Faced with the choice of telling the truth and being jailed for perjury (since her lawyers were no match for the OIC's), or committing perjury to gain her own freedom, she refused to testify, and was jailed for civil contempt, and when she had been in jail for nearly 18 months (the maximum time for civil contempt) the OIC charged her with criminal contempt and obstruction of justice in retribution for her refusal to commit the perjury they wanted.
The story of Susan's jail time, and her reasons for believing that the OIC intervened to make her jail conditions as cruel as possible, should be read by every American.
Interesting human insight into the Whitewater trial.......2004-11-21
This book is an autobiography of McDougal, tracing her family life, her 8-year marriage at 20 to then 35-year-old Jim McDougal, her divorce, her ongoing conflict with the Office of the Independent Council in the investigation of Whitewater, her time in jail, her trial in California for theft from Zubin and Nancy Mehta, and the brief aftermath of her court- and jail-oriented life.
Whatever the reader believes McDougal's guilt to be in Whitewater, Madison Guaranty and the Mehta cases, she seems to have a bigger problem of attaching herself to people who need her, but don't care about her. Her husband, an untreated manic-depressive for his adult life, was an entrepreneur, mostly, it seems, because he couldn't keep his attention on anything long enough to settle into a long-term endeavour. He was constantly starting up businesses, real estate deals and companies, banks and financial institutions, losing interest and committing himself to something else just when it was crunch time.

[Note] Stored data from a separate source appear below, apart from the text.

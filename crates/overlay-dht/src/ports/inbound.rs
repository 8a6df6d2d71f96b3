//! # Driving Ports (Inbound API)
//!
//! The lookup API this crate exposes to local callers and remote peers.

use async_trait::async_trait;

use crate::service::ServiceError;
use crate::wire::Node;

/// Network-facing lookup API.
///
/// Identifiers arrive as raw bytes and are validated by the implementation;
/// results use the wire [`Node`] shape.
///
/// # Example
///
/// ```rust,ignore
/// use overlay_dht::ports::OverlayApi;
///
/// async fn resolve<T: OverlayApi>(api: &T, id: &[u8]) {
///     match api.lookup(id).await {
///         Ok(node) => println!("{} at {}", hex::encode(&node.id), node.address.address),
///         Err(e) => println!("lookup failed: {e}"),
///     }
/// }
/// ```
#[async_trait]
pub trait OverlayApi: Send + Sync {
    /// Resolve one node, from the cache or the network.
    async fn lookup(&self, id: &[u8]) -> Result<Node, ServiceError>;

    /// Resolve many nodes. One entry per input, in input order.
    async fn bulk_lookup(&self, ids: &[Vec<u8>]) -> Vec<Result<Node, ServiceError>>;

    /// Pick `count` distinct nodes with at least `free` capacity.
    async fn choose(&self, count: usize, free: u64) -> Result<Vec<Node>, ServiceError>;

    /// Network lookup for an exact node, bypassing the cache.
    async fn find_node(&self, id: &[u8]) -> Result<Node, ServiceError>;
}
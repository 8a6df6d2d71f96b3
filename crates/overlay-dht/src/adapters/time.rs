//! Wall-clock [`TimeSource`] for running nodes.

use std::time::SystemTime;

use crate::domain::Timestamp;
use crate::ports::TimeSource;

/// Reads the host clock in whole Unix seconds.
///
/// A clock set before 1970 reads as zero, which makes every contact look
/// stale rather than failing the caller.
#[derive(Debug, Clone, Copy, Default)]
pub struct SystemTimeSource;

impl TimeSource for SystemTimeSource {
    fn now(&self) -> Timestamp {
        let since_epoch = SystemTime::UNIX_EPOCH.elapsed().unwrap_or_default();
        Timestamp::new(since_epoch.as_secs())
    }
}
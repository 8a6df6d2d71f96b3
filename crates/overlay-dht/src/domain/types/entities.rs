//! Core Domain Entities for the Overlay
//!
//! Node identities, addresses and the routing-table contact record.

use std::fmt;
use std::hash::Hash;

use serde::{Deserialize, Serialize};

use super::errors::DhtError;

/// Width of a node identifier in bytes (160 bits).
pub const NODE_ID_LEN: usize = 20;

/// Width of a node identifier in bits.
pub const NODE_ID_BITS: usize = NODE_ID_LEN * 8;

/// 160-bit opaque node identifier.
///
/// Immutable once assigned. Identifiers are only ever compared through the
/// XOR metric (see [`crate::domain::xor_distance`]); the derived `Ord` exists
/// so identifiers can key ordered collections and must not be read as
/// closeness.
#[derive(Clone, Copy, PartialEq, Eq, PartialOrd, Ord, Hash)]
pub struct NodeId(pub [u8; NODE_ID_LEN]);

impl NodeId {
    /// Create a NodeId from a raw 20-byte array.
    pub fn new(bytes: [u8; NODE_ID_LEN]) -> Self {
        Self(bytes)
    }

    /// Parse a NodeId from a byte slice of exactly 20 bytes.
    pub fn from_slice(bytes: &[u8]) -> Result<Self, DhtError> {
        let arr: [u8; NODE_ID_LEN] = bytes
            .try_into()
            .map_err(|_| DhtError::InvalidNodeId { len: bytes.len() })?;
        Ok(Self(arr))
    }

    /// Underlying bytes, used as the storage key and for XOR distance.
    pub fn as_bytes(&self) -> &[u8; NODE_ID_LEN] {
        &self.0
    }

    /// All-zero identifier.
    pub fn zero() -> Self {
        Self([0u8; NODE_ID_LEN])
    }

    /// Lowercase hex rendering for logs.
    pub fn to_hex(&self) -> String {
        hex::encode(self.0)
    }
}

impl AsRef<[u8]> for NodeId {
    fn as_ref(&self) -> &[u8] {
        &self.0
    }
}

impl fmt::Debug for NodeId {
    fn fmt(&self, f: &mut fmt::Formatter<'_>) -> fmt::Result {
        write!(f, "NodeId({})", &self.to_hex()[..8])
    }
}

impl fmt::Display for NodeId {
    fn fmt(&self, f: &mut fmt::Formatter<'_>) -> fmt::Result {
        f.write_str(&self.to_hex())
    }
}

/// Transport kind a node is reachable over.
#[derive(Debug, Clone, Copy, PartialEq, Eq, Hash, Default, Serialize, Deserialize)]
#[serde(rename_all = "UPPERCASE")]
pub enum Transport {
    /// Plain TCP (the only transport the overlay currently tags).
    #[default]
    Tcp,
}

impl fmt::Display for Transport {
    fn fmt(&self, f: &mut fmt::Formatter<'_>) -> fmt::Result {
        match self {
            Self::Tcp => write!(f, "tcp"),
        }
    }
}

/// Parsed network address of a node: transport tag plus host and port.
///
/// The host is kept as text so DNS names (e.g. the intro node) survive
/// until the transport resolves them.
#[derive(Debug, Clone, PartialEq, Eq, Hash)]
pub struct NodeAddress {
    /// Transport kind.
    pub transport: Transport,
    /// Hostname or IP literal (IPv6 without brackets).
    pub host: String,
    /// Port number.
    pub port: u16,
}

impl NodeAddress {
    /// Create a TCP address.
    pub fn tcp(host: impl Into<String>, port: u16) -> Self {
        Self {
            transport: Transport::Tcp,
            host: host.into(),
            port,
        }
    }

    /// Parse a `"host:port"` string (IPv6 hosts in brackets).
    pub fn parse(transport: Transport, address: &str) -> Result<Self, DhtError> {
        let malformed = |reason: &str| DhtError::MalformedAddress {
            address: address.to_string(),
            reason: reason.to_string(),
        };

        let (host, port) = address
            .rsplit_once(':')
            .ok_or_else(|| malformed("missing port"))?;

        let host = match host.strip_prefix('[') {
            Some(inner) => inner
                .strip_suffix(']')
                .ok_or_else(|| malformed("unterminated IPv6 bracket"))?,
            None if host.contains(':') => return Err(malformed("IPv6 host must be bracketed")),
            None => host,
        };

        if host.is_empty() {
            return Err(malformed("empty host"));
        }

        let port: u16 = port.parse().map_err(|_| malformed("invalid port"))?;

        Ok(Self {
            transport,
            host: host.to_string(),
            port,
        })
    }
}

impl fmt::Display for NodeAddress {
    /// Renders `host:port`, bracketing IPv6 hosts.
    fn fmt(&self, f: &mut fmt::Formatter<'_>) -> fmt::Result {
        if self.host.contains(':') {
            write!(f, "[{}]:{}", self.host, self.port)
        } else {
            write!(f, "{}:{}", self.host, self.port)
        }
    }
}

/// A remote node as tracked by the routing table.
///
/// Created on the first successful exchange with an unknown NodeId;
/// `last_seen` and `failures` change on every later interaction.
#[derive(Debug, Clone, PartialEq, Eq)]
pub struct Contact {
    /// Node identifier.
    pub node_id: NodeId,
    /// Where to reach it.
    pub address: NodeAddress,
    /// Last successful interaction. Zero for contacts only heard about
    /// second-hand.
    pub last_seen: Timestamp,
    /// Consecutive failed RPCs since the last success.
    pub failures: u32,
}

impl Contact {
    /// Create a contact with a clean failure record.
    pub fn new(node_id: NodeId, address: NodeAddress, last_seen: Timestamp) -> Self {
        Self {
            node_id,
            address,
            last_seen,
            failures: 0,
        }
    }

    /// Contact reported by another peer, never talked to directly.
    pub fn reported(node_id: NodeId, address: NodeAddress) -> Self {
        Self::new(node_id, address, Timestamp::new(0))
    }
}

/// Unix timestamp in seconds
///
/// Clamped to a reasonable maximum so hostile values cannot corrupt
/// recency ordering.
#[derive(Debug, Clone, Copy, PartialEq, Eq, PartialOrd, Ord, Hash, Default)]
pub struct Timestamp(u64);

impl Timestamp {
    /// Maximum reasonable timestamp (year 9999).
    pub const MAX_REASONABLE: u64 = 253_402_300_799;

    /// Create a new timestamp, clamping to MAX_REASONABLE.
    pub fn new(secs: u64) -> Self {
        Self(secs.min(Self::MAX_REASONABLE))
    }

    /// Get the underlying seconds value.
    pub fn as_secs(&self) -> u64 {
        self.0
    }

    /// Add seconds to timestamp (saturating at MAX_REASONABLE).
    pub fn add_secs(&self, secs: u64) -> Self {
        Self(self.0.saturating_add(secs).min(Self::MAX_REASONABLE))
    }

    /// Seconds elapsed since `earlier` (zero if `earlier` is in the future).
    pub fn secs_since(&self, earlier: Timestamp) -> u64 {
        self.0.saturating_sub(earlier.0)
    }
}
//! Serving RPCs from other nodes.

use tracing::{debug, warn};

use super::core::LookupProtocol;
use crate::domain::{sort_by_distance, Admission, Contact, DhtResult, NodeId};
use crate::wire::{Node, RpcRequest, RpcResponse};

impl LookupProtocol {
    /// Answer a request from a peer.
    ///
    /// A well-formed sender is admitted to the routing table when its bucket
    /// has room. `FindNode` answers from the routing table and includes this
    /// node itself when it is among the closest.
    pub async fn handle_request(&self, request: RpcRequest) -> DhtResult<RpcResponse> {
        self.observe_sender(request.sender());

        match request {
            RpcRequest::Ping { .. } => Ok(RpcResponse::Pong {
                responder: self.local_node(),
            }),
            RpcRequest::FindNode {
                sender,
                target,
                limit,
            } => {
                let target = NodeId::from_slice(&target)?;
                let requester = NodeId::from_slice(&sender.id).ok();

                let mut closest: Vec<Contact> = self
                    .table
                    .closest_to(&target, limit.saturating_add(1))
                    .into_iter()
                    .filter(|c| Some(c.node_id) != requester)
                    .collect();
                closest.push(self.local.clone());
                sort_by_distance(&mut closest, &target);
                closest.truncate(limit);

                debug!(%target, returned = closest.len(), "served find_node");
                Ok(RpcResponse::Nodes {
                    responder: self.local_node(),
                    nodes: closest.iter().map(Node::from).collect(),
                })
            }
        }
    }

    /// Admit without a liveness challenge; no RPC is issued while serving one.
    fn observe_sender(&self, sender: &Node) {
        match Contact::try_from(sender) {
            Ok(contact) if contact.node_id == self.local.node_id => {}
            Ok(contact) => {
                let id = contact.node_id;
                if let Ok(Admission::Challenge { .. }) = self.table.admit(contact, self.now()) {
                    debug!(sender = %id, "bucket full, sender not recorded");
                }
            }
            Err(e) => warn!(error = %e, "ignoring malformed sender record"),
        }
    }
}
//! External error shape of the lookup service.

use serde::{Deserialize, Serialize};
use thiserror::Error;

use crate::cache::OverlayError;
use crate::domain::DhtError;

/// Errors returned to callers of the lookup service.
#[derive(Debug, Clone, PartialEq, Eq, Error)]
pub enum ServiceError {
    /// The requested node is not known to the reachable network.
    #[error("node not found")]
    NotFound,
    /// The request failed validation.
    #[error("invalid argument: {0}")]
    InvalidArgument(String),
    /// The address book store failed.
    #[error("storage failure: {0}")]
    Storage(String),
    /// Any other failure.
    #[error("internal error: {0}")]
    Internal(String),
}

impl ServiceError {
    /// Stable JSON-RPC style error code.
    pub fn code(&self) -> i32 {
        match self {
            Self::NotFound => -32004,
            Self::InvalidArgument(_) => -32602,
            Self::Storage(_) => -32010,
            Self::Internal(_) => -32603,
        }
    }
}

impl From<OverlayError> for ServiceError {
    fn from(e: OverlayError) -> Self {
        match e {
            OverlayError::NotFound => Self::NotFound,
            OverlayError::Storage(e) => Self::Storage(e.to_string()),
            OverlayError::Lookup(e) => Self::from(e),
            OverlayError::Codec(msg) => Self::Internal(msg),
        }
    }
}

impl From<DhtError> for ServiceError {
    fn from(e: DhtError) -> Self {
        match e {
            DhtError::NotFound => Self::NotFound,
            DhtError::InvalidNodeId { .. } => Self::InvalidArgument(e.to_string()),
            other => Self::Internal(other.to_string()),
        }
    }
}

/// Error as serialized in a response.
#[derive(Debug, Clone, PartialEq, Eq, Serialize, Deserialize)]
pub struct ErrorResponse {
    /// Error code.
    pub code: i32,
    /// Human-readable error message.
    pub message: String,
}

impl From<&ServiceError> for ErrorResponse {
    fn from(e: &ServiceError) -> Self {
        Self {
            code: e.code(),
            message: e.to_string(),
        }
    }
}
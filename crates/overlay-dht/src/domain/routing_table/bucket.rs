//! K-Bucket implementation for Kademlia routing.

use crate::domain::{Contact, NodeAddress, NodeId, Timestamp};

/// A k-bucket storing up to k contacts whose shared-prefix length with the
/// local node falls in this bucket's range.
///
/// Contacts are ordered least-recently-seen first; the tail is the
/// most-recently-seen end. A full bucket is never grown: a newcomer either
/// triggers a split (local range only) or a liveness challenge against
/// the head.
#[derive(Debug, Clone)]
pub struct KBucket {
    /// Contacts in this bucket (max size = K, default 20)
    pub(crate) contacts: Vec<Contact>,
}

impl KBucket {
    /// Create a new empty k-bucket
    pub fn new() -> Self {
        Self {
            contacts: Vec::new(),
        }
    }

    /// Get the number of contacts in this bucket
    pub fn len(&self) -> usize {
        self.contacts.len()
    }

    /// Check if the bucket is empty
    pub fn is_empty(&self) -> bool {
        self.contacts.is_empty()
    }

    /// Check if the bucket is full
    pub fn is_full(&self, k: usize) -> bool {
        self.contacts.len() >= k
    }

    /// Least recently seen contact (eviction candidate)
    pub fn least_recent(&self) -> Option<&Contact> {
        self.contacts.first()
    }

    /// All contacts, least recently seen first
    pub fn contacts(&self) -> &[Contact] {
        &self.contacts
    }

    /// Append a contact at the most-recently-seen end (assumes not full).
    pub(crate) fn push(&mut self, contact: Contact) {
        self.contacts.push(contact);
    }

    /// Remove a contact by NodeId.
    pub(crate) fn remove(&mut self, node_id: &NodeId) -> Option<Contact> {
        self.contacts
            .iter()
            .position(|c| &c.node_id == node_id)
            .map(|pos| self.contacts.remove(pos))
    }

    /// Mark a contact alive: move it to the tail, stamp it and clear its
    /// failure count. When `address` is given the stored address is replaced.
    pub(crate) fn refresh(
        &mut self,
        node_id: &NodeId,
        address: Option<&NodeAddress>,
        now: Timestamp,
    ) -> bool {
        let Some(pos) = self.contacts.iter().position(|c| &c.node_id == node_id) else {
            return false;
        };
        let mut contact = self.contacts.remove(pos);
        contact.last_seen = now;
        contact.failures = 0;
        if let Some(address) = address {
            contact.address = address.clone();
        }
        self.contacts.push(contact);
        true
    }

    /// Count one failed exchange; returns the new consecutive count.
    pub(crate) fn record_failure(&mut self, node_id: &NodeId) -> Option<u32> {
        let contact = self.contacts.iter_mut().find(|c| &c.node_id == node_id)?;
        contact.failures = contact.failures.saturating_add(1);
        Some(contact.failures)
    }

    /// Look up a contact.
    pub(crate) fn get(&self, node_id: &NodeId) -> Option<&Contact> {
        self.contacts.iter().find(|c| &c.node_id == node_id)
    }

    /// Check if bucket contains a contact
    pub(crate) fn contains(&self, node_id: &NodeId) -> bool {
        self.get(node_id).is_some()
    }
}

impl Default for KBucket {
    fn default() -> Self {
        Self::new()
    }
}
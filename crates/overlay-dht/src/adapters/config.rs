use crate::domain::{KademliaConfig, NodeAddress, OverlayConfig};
use crate::ports::ConfigProvider;

// ============================================================================
// StaticConfigProvider - Hardcoded config for testing/development
// ============================================================================

/// Static configuration provider with hardcoded values.
///
/// Useful for testing and development. For production, use `TomlConfigProvider`.
#[derive(Debug, Clone, Default)]
pub struct StaticConfigProvider {
    config: OverlayConfig,
}

impl StaticConfigProvider {
    /// Create with default config and no bootstrap nodes.
    #[must_use]
    pub fn new() -> Self {
        Self::default()
    }

    /// Use the given bootstrap seeds.
    #[must_use]
    pub fn with_bootstrap_nodes(mut self, nodes: Vec<NodeAddress>) -> Self {
        self.config.seeds = nodes;
        self
    }

    /// Use the given Kademlia parameters.
    #[must_use]
    pub fn with_kademlia(mut self, kademlia: KademliaConfig) -> Self {
        self.config.kademlia = kademlia;
        self
    }

    /// Replace the whole configuration.
    #[must_use]
    pub fn with_config(mut self, config: OverlayConfig) -> Self {
        self.config = config;
        self
    }
}

impl ConfigProvider for StaticConfigProvider {
    fn get_overlay_config(&self) -> OverlayConfig {
        self.config.clone()
    }
}

// ============================================================================
// TomlConfigProvider - Config file loading (requires "config" feature)
// ============================================================================

#[cfg(feature = "config")]
mod toml_config {
    use std::fs;
    use std::path::Path;
    use std::time::Duration;

    use serde::Deserialize;
    use thiserror::Error;
    use tracing::warn;

    use super::*;
    use crate::domain::Transport;

    /// Configuration file structure.
    #[derive(Debug, Deserialize, Default)]
    struct ConfigFile {
        #[serde(default)]
        node: NodeSection,
        #[serde(default)]
        bootstrap: BootstrapSection,
        #[serde(default)]
        kademlia: KademliaSection,
        #[serde(default)]
        cache: CacheSection,
        #[serde(default)]
        service: ServiceSection,
    }

    #[derive(Debug, Deserialize, Default)]
    struct NodeSection {
        listen: Option<String>,
    }

    #[derive(Debug, Deserialize, Default)]
    struct BootstrapSection {
        #[serde(default)]
        nodes: Vec<String>,
    }

    #[derive(Debug, Deserialize, Default)]
    struct KademliaSection {
        k: Option<usize>,
        alpha: Option<usize>,
        max_rounds: Option<usize>,
        rpc_timeout_ms: Option<u64>,
        round_timeout_ms: Option<u64>,
        failure_threshold: Option<u32>,
    }

    #[derive(Debug, Deserialize, Default)]
    struct CacheSection {
        ttl_secs: Option<u64>,
    }

    #[derive(Debug, Deserialize, Default)]
    struct ServiceSection {
        max_choose: Option<usize>,
    }

    /// TOML-based configuration provider.
    ///
    /// Missing keys fall back to the defaults; seeds that do not parse are
    /// skipped with a warning.
    ///
    /// # Config File Format
    ///
    /// ```toml
    /// [node]
    /// listen = "0.0.0.0:7777"
    ///
    /// [bootstrap]
    /// nodes = ["bootstrap.storj.io:8080", "10.0.0.1:7777"]
    ///
    /// [kademlia]
    /// k = 20
    /// alpha = 3
    /// max_rounds = 20
    /// rpc_timeout_ms = 3000
    /// round_timeout_ms = 5000
    /// failure_threshold = 3
    ///
    /// [cache]
    /// ttl_secs = 3600
    ///
    /// [service]
    /// max_choose = 100
    /// ```
    #[derive(Debug, Clone)]
    pub struct TomlConfigProvider {
        config: OverlayConfig,
    }

    impl TomlConfigProvider {
        /// Load configuration from a TOML file.
        ///
        /// # Errors
        ///
        /// Returns error if the file cannot be read or parsed.
        pub fn load<P: AsRef<Path>>(path: P) -> Result<Self, ConfigError> {
            let content = fs::read_to_string(path.as_ref()).map_err(|e| ConfigError::Io {
                path: path.as_ref().display().to_string(),
                error: e.to_string(),
            })?;

            Self::parse(&content)
        }

        /// Parse configuration from a TOML string.
        pub fn parse(content: &str) -> Result<Self, ConfigError> {
            let file: ConfigFile =
                toml::from_str(content).map_err(|e| ConfigError::Parse(e.to_string()))?;
            let defaults = OverlayConfig::default();

            let listen = match file.node.listen {
                Some(raw) => NodeAddress::parse(Transport::Tcp, &raw)
                    .map_err(|e| ConfigError::Parse(e.to_string()))?,
                None => defaults.listen,
            };

            let seeds = file
                .bootstrap
                .nodes
                .iter()
                .filter_map(|raw| match NodeAddress::parse(Transport::Tcp, raw) {
                    Ok(address) => Some(address),
                    Err(e) => {
                        warn!(seed = %raw, error = %e, "skipping malformed bootstrap node");
                        None
                    }
                })
                .collect();

            let kc = file.kademlia;
            let base = defaults.kademlia;
            let kademlia = KademliaConfig {
                k: kc.k.unwrap_or(base.k),
                alpha: kc.alpha.unwrap_or(base.alpha),
                max_rounds: kc.max_rounds.unwrap_or(base.max_rounds),
                rpc_timeout: kc
                    .rpc_timeout_ms
                    .map(Duration::from_millis)
                    .unwrap_or(base.rpc_timeout),
                round_timeout: kc
                    .round_timeout_ms
                    .map(Duration::from_millis)
                    .unwrap_or(base.round_timeout),
                failure_threshold: kc.failure_threshold.unwrap_or(base.failure_threshold),
            };

            Ok(Self {
                config: OverlayConfig {
                    listen,
                    seeds,
                    kademlia,
                    cache_ttl_secs: file.cache.ttl_secs.unwrap_or(defaults.cache_ttl_secs),
                    max_choose: file.service.max_choose.unwrap_or(defaults.max_choose),
                },
            })
        }
    }

    impl ConfigProvider for TomlConfigProvider {
        fn get_overlay_config(&self) -> OverlayConfig {
            self.config.clone()
        }
    }

    /// Errors that can occur during config loading.
    #[derive(Debug, Clone, Error)]
    pub enum ConfigError {
        /// File I/O error.
        #[error("failed to read {path}: {error}")]
        Io {
            /// Path of the file that failed to load.
            path: String,
            /// Error message from the I/O operation.
            error: String,
        },
        /// TOML parsing error.
        #[error("failed to parse config: {0}")]
        Parse(String),
    }

    #[cfg(test)]
    mod tests {
        use super::*;

        #[test]
        fn test_parse_full_file() {
            let provider = TomlConfigProvider::parse(
                r#"
                [node]
                listen = "10.0.0.5:9000"

                [bootstrap]
                nodes = ["seed.example.org:7777", "not a seed", "[::1]:7000"]

                [kademlia]
                k = 8
                rpc_timeout_ms = 250

                [cache]
                ttl_secs = 60

                [service]
                max_choose = 10
                "#,
            )
            .unwrap();

            let config = provider.get_overlay_config();
            assert_eq!(config.listen, NodeAddress::tcp("10.0.0.5", 9000));
            assert_eq!(
                config.seeds,
                vec![
                    NodeAddress::tcp("seed.example.org", 7777),
                    NodeAddress::tcp("::1", 7000)
                ]
            );
            assert_eq!(config.kademlia.k, 8);
            assert_eq!(config.kademlia.alpha, 3);
            assert_eq!(config.kademlia.rpc_timeout, Duration::from_millis(250));
            assert_eq!(config.cache_ttl_secs, 60);
            assert_eq!(config.max_choose, 10);
        }

        #[test]
        fn test_empty_file_uses_defaults_and_intro_node() {
            let provider = TomlConfigProvider::parse("").unwrap();
            assert_eq!(provider.get_overlay_config(), OverlayConfig::default());
            assert_eq!(
                provider.get_bootstrap_nodes(),
                vec![crate::domain::default_intro_node()]
            );
        }

        #[test]
        fn test_bad_listen_address_is_an_error() {
            let result = TomlConfigProvider::parse("[node]\nlisten = \"nope\"\n");
            assert!(matches!(result, Err(ConfigError::Parse(_))));
        }
    }
}

#[cfg(feature = "config")]
pub use toml_config::{ConfigError, TomlConfigProvider};
//! Routing Table Implementation
//!
//! Kademlia routing table with split-on-local-range k-buckets and
//! ping-before-evict replacement.

mod bucket;
mod config;
mod stats;
mod table;

pub use bucket::KBucket;
pub use config::MAX_BUCKETS;
pub use stats::{Admission, InsertOutcome, RoutingTableStats};
pub use table::RoutingTable;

Leaving Susan in charge against her will, and apparently against her natural abilities, the businesses would fail due to lack of attention and follow-through. According to the book, the Clinton investment in Whitewater, was a partnership in just such an undertaking. The $300,000 small business loan she signed for from David Hale, she writes, was another example of what she usually did: she did what Jim McDougal told her to do and believed it was the right thing to do. With Nancy Mehta, she writes, she again attached herself to someone needy and mercurial, and who would, when it suited her, turn on and betray the author out of spite and malice.
The book traces the Whitewater investigation in some detail and Jim McDougal's part in the issues at hand, and I am not going to do that here. Where this book resonates is in how she seemed to be maliciously prosecuted by Starr and the OIC. They insisted that she offer them information on the Clintons, and if she did, they would give her "blanket immunity," which included the Mehta charges in California. Though she considered giving them what they wanted to hear, others had and had been paid "walking around money," etc., and had many of their crimes forgiven, a friend told her, "Susan, if you do this, you will be lying for the rest of your life." And that's why she went to jail for civil contempt for 18 months and then withstood a trial on criminal contempt after the impeachment trial of Clinton was over.
The interesting thing about this book was highlighted to me when I told a friend about what I was reading, and he said, "Why would she testify against her friends?" People seem to have an idea that she was staunchly protecting the Clintons, who were her close friends, but that is not the case, according to her book. She knew them through Jim McDougal, who'd been an Arkansas political operative, but she was not close to either Bill or Hillary. She does not maintain contact with them after her marriage, and, frankly, never got along that well with Hillary, whom she found to be withdrawn and perhaps cold at times. She heard about her presidential pardon for the Whitewater guilty verdicts on television. She refused to testify, not to help them but because she felt it would be wrong for her to lie to the OIC to save herself, because she didn't know anything that the Clintons had done wrong, and because she had seen what the OIC did to people who didn't testify in the way that they wanted (perjury charges, etc.).
The time that McDougal spent in jail is well detailed and focuses on the women in jail and their sad situations. She found most of the women to have come from violent and sexually abusive situations, where they had left home or been taken from their homes and had become a kind of detritus of humanity. She writes movingly of the sad case of an Arkansas woman who was convicted of killing her children and was executed, presenting a human and loving picture of the mother, that reminded me of Sister Helen Prejean's Dead Man Walking.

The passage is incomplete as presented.